‘Blade to the Heat’ electrifies SDA 


This review contains spoilers.

At the top of the night, when the audience at the Scene Dock Theatre was told by an overly charismatic announcer over the loudspeaker to enjoy the evening’s “title match,” they knew they were going to be in for a treat.

“Blade to the Heat” written by Oliver Mayer, professor of dramatic writing and associate dean at the School of Dramatic Arts, opened this semester’s show season with a bang, brought to audiences by SDA’s very own MFA Repertory year three students. 

The play follows Pedro Quinn (Cameron Murphy)’s journey through the boxing world of the Black and Indigenous people of color community in 1959, as he struggles with his image and sexuality while constantly being bombarded by toxic hypermasculinity. 

With most of the action set in the boxing ring, director and fight choreographer Edgar Landa, who also works as an SDA faculty member, distinguishes different scenes through incredibly subtle changes in staging. 

Right off the bat, the show begins with imitation singer Garnet (Stephen Humes) in the midst of his performance on a makeshift stage, depicted through the opening of sliding doors further upstage from the boxing ring. While serenading the audience with his live vocals throughout the majority of the play, Humes’ background is splashed with color, from blue to pink, courtesy of lighting designer Josh Epstein, another SDA faculty member, to indicate the switch from a dingy old boxing arena to a more lively club setting.

Epstein’s lighting prowess is also essential to the success of the inevitable fight sequences in this boxing-inspired production. During Pedro’s match to compete against his boxing rival Mantequilla (Kumar Rohit) for the champion title, audiences are subject to the emphasis on the intensity, and intimacy, between the two fighters. To highlight this, a special light that lines the perimeter of the boxing ring switches on to indicate that a fight is in progress, and switches off when the story moves into a different scene outside of the boxing arena, or to simply show that there is no fight in progress. 

During the actual matches, however, Landa creates intensity and intimacy between the fighters through the use of slow motion. 

Slow motion, often seen in action films, is objectively challenging to carry out on stage, considering how audiences have to put in more effort to willingly suspend their disbelief during a show and it is much more entertaining to see two people fight if it looks real. Landa solves this problem by having the actors perfectly time their movements, implementing smooth transitions between actions with different speeds.

On the topic of intimacy, deep relationships between multiple characters riddle the show. The actors’ chemistry between Jack (John Stephens) and Alacran (Oscar Enrique Gonzales Torres), and the struggle between ill-fated lovers Pedro and Garnet, whose relationship was ripe with sexual tension. 

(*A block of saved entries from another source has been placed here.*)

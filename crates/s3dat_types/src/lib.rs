//! This crate provides the core data types and the container reader for the
//! `s3dat-rs` project.
//!
//! # File Formats
//!
//! - **DAT**: monolithic graphics containers bundling settler, torso, shadow,
//!   landscape, and GUI sprites plus animation scripts, read lazily through
//!   a per-category bitmap translator
//!
//! # Examples
//!
//! ```no_run
//! use s3dat_types::file::{DatFile, DatFileType, SequenceCategory, TranslatorSet};
//! # use s3dat_types::file::dat::{ByteCursor, DatBitmapTranslator};
//! # use s3dat_types::file::{Bitmap, DatError};
//! # #[derive(Clone)]
//! # struct RawRgba;
//! # impl DatBitmapTranslator for RawRgba {
//! #     fn decode(&self, _: &mut ByteCursor, _: DatFileType) -> Result<Bitmap, DatError> {
//! #         Ok(Bitmap::new(0, 0, 0, 0, Vec::new()))
//! #     }
//! # }
//!
//! # fn main() -> Result<(), s3dat_types::file::DatError> {
//! let dat = DatFile::open(
//!     "siedler3_00.f8007e01f.dat",
//!     DatFileType::Rgb565,
//!     TranslatorSet::uniform(RawRgba),
//!     true,
//! )?;
//! println!("{} landscape tiles", dat.sequence_count(SequenceCategory::Landscape));
//! # Ok(())
//! # }
//! ```

pub mod file;
pub mod prelude;

// Re-export commonly used types at crate root for convenience
pub use file::{
	AnimationFrameInfo, Bitmap, ByteCursor, DatBitmapTranslator, DatError, DatFile,
	DatFileResolver, DatFileType, Image, Sequence, SequenceCategory, SettlerFrame, TranslatorSet,
};
//! Prelude module for `s3dat_types`.
//!
//! This module provides a convenient way to import commonly used types and
//! traits.
//!
//! # Examples
//!
//! ```no_run
//! use s3dat_types::prelude::*;
//!
//! # fn main() -> Result<(), DatError> {
//! # let translators = todo!();
//! let dat = DatFile::open("siedler3_02.7c003e01f.dat", DatFileType::Rgb555, translators, true)?;
//! let landscape = dat.landscape_safe(0);
//! # Ok(())
//! # }
//! ```

// Container types
#[doc(inline)]
pub use crate::file::{
	// Script records and composition
	AnimationFrameInfo,

	// Image values
	Bitmap,
	ByteCursor,

	// Translator plumbing
	DatBitmapTranslator,
	DatError,

	// The catalog itself
	DatFile,
	DatFileResolver,
	DatFileType,
	Image,

	Sequence,
	SequenceCategory,
	SettlerFrame,
	TranslatorSet,
	compose_animation,
};

// Re-export the file module for advanced usage
#[doc(inline)]
pub use crate::file;
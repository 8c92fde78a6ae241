#![allow(clippy::single_component_path_imports)]

//! `s3dat-rs` reads the graphics containers of a classic late-90s strategy
//! game: monolithic `.dat` bundles of sprite sequences, overlay tables, and
//! animation scripts. The reader validates the container directory up front
//! and decodes images lazily through pluggable per-category bitmap
//! translators.
//!
//! See [`DatFile`](prelude::DatFile) for the container API and
//! [`compose_animation`](prelude::compose_animation) for turning animation
//! scripts into drawable frames.

pub use s3dat_internal::*;
//! Frame sequences and sequence headers.
//!
//! A sequence groups the frames of one animation within a category. On disk
//! a sequence header is the 7-byte start marker, a `u8` frame count, and one
//! `u32` offset per frame; frame offsets are stored relative to the sequence
//! header and are rebased to absolute positions here.
//!
//! [`Sequence`] itself is an immutable, cheaply clonable frame list. Clones
//! share one allocation, which is how the catalog hands out the same loaded
//! sequence to every caller.

use std::sync::Arc;

use super::constants;
use super::cursor::ByteCursor;
use crate::file::DatError;

/// Immutable shared list of frames.
#[derive(Debug)]
pub struct Sequence<T> {
	frames: Arc<[T]>,
}

impl<T> Sequence<T> {
	/// Creates a sequence from a frame list.
	pub fn new(frames: Vec<T>) -> Self {
		Self {
			frames: frames.into(),
		}
	}

	/// Creates a sequence with no frames.
	pub fn empty() -> Self {
		Self {
			frames: Arc::new([]),
		}
	}

	/// Number of frames.
	pub fn len(&self) -> usize {
		self.frames.len()
	}

	/// Returns true if the sequence has no frames.
	pub fn is_empty(&self) -> bool {
		self.frames.is_empty()
	}

	/// Returns the frame at `index`, or `None` when out of range.
	pub fn get(&self, index: usize) -> Option<&T> {
		self.frames.get(index)
	}

	/// Iterates over the frames.
	pub fn iter(&self) -> std::slice::Iter<'_, T> {
		self.frames.iter()
	}

	/// Returns true if both sequences share the same underlying allocation.
	pub fn ptr_eq(a: &Self, b: &Self) -> bool {
		Arc::ptr_eq(&a.frames, &b.frames)
	}
}

impl<T> Clone for Sequence<T> {
	fn clone(&self) -> Self {
		Self {
			frames: Arc::clone(&self.frames),
		}
	}
}

impl<T> Default for Sequence<T> {
	fn default() -> Self {
		Self::empty()
	}
}

impl<T> From<Vec<T>> for Sequence<T> {
	fn from(frames: Vec<T>) -> Self {
		Self::new(frames)
	}
}

impl<'a, T> IntoIterator for &'a Sequence<T> {
	type Item = &'a T;
	type IntoIter = std::slice::Iter<'a, T>;

	fn into_iter(self) -> Self::IntoIter {
		self.iter()
	}
}

/// Reads the sequence header at `position` and returns absolute frame offsets.
///
/// The returned vector may be empty; a frame count of zero is legal.
///
/// # Errors
///
/// Returns [`DatError::FormatMismatch`] when the start marker is missing, or
/// a read error when the header is truncated.
pub(crate) fn read_frame_offsets(
	cursor: &mut ByteCursor,
	position: u64,
) -> Result<Vec<u64>, DatError> {
	cursor.seek(position)?;
	cursor.expect(&constants::SEQUENCE_START)?;

	let frame_count = cursor.read_u8()?;
	let mut offsets = Vec::with_capacity(usize::from(frame_count));
	for _ in 0..frame_count {
		offsets.push(u64::from(cursor.read_u32()?) + position);
	}
	Ok(offsets)
}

Notably, in scenes that take place outside the boxing ring, such as a passionate encounter between Pedro and Garnet, Murphy and Humes keep the same intensity and intimacy between themselves as if they were in a match. Both balance how much energy to give the audience at any given moment, and ultimately find the right combination to keep the audience silently engaged and empathetic.

“Blade to the Heat” tackles issues present within the BIPOC community and the queer community. The monologues given by Jack and Alacran toward the end of the show give audiences insight into the absence of choice members within these communities endure when fighting to survive in society at large. The play’s usage of a boxing metaphor also implies that, although BIPOC individual’s constantly have to fight for themselves, following the boxing ring metaphor their efforts to survive are often seen as pure entertainment for their white counterparts. 

Overarching the play’s plot, “Blade to the Heat” reveals that BIPOC communities are heavily embedded with hypermasculine expectations. Much of this concern fuels the show’s action, primarily through Pedro’s storyline. For Pedro, the audience follows not only his journey through the BIPOC boxing world, but also through consequences he faces (and relationships unfortunately destroyed) as a result of being queer in a hypermasculine profession. 

Although the play successfully addresses issues that are not otherwise the center of attention in most theater pieces in a white-dominated industry, Pedro’s arc could be viewed as falling into the trope of queer unhappiness, especially with a lack of empowering queer stories on stage as it is.

Overall, despite its missed opportunity to empower the queer community through Pedro’s character, “Blade to the Heat” successfully tackles issues of importance that members within the BIPOC community face everyday.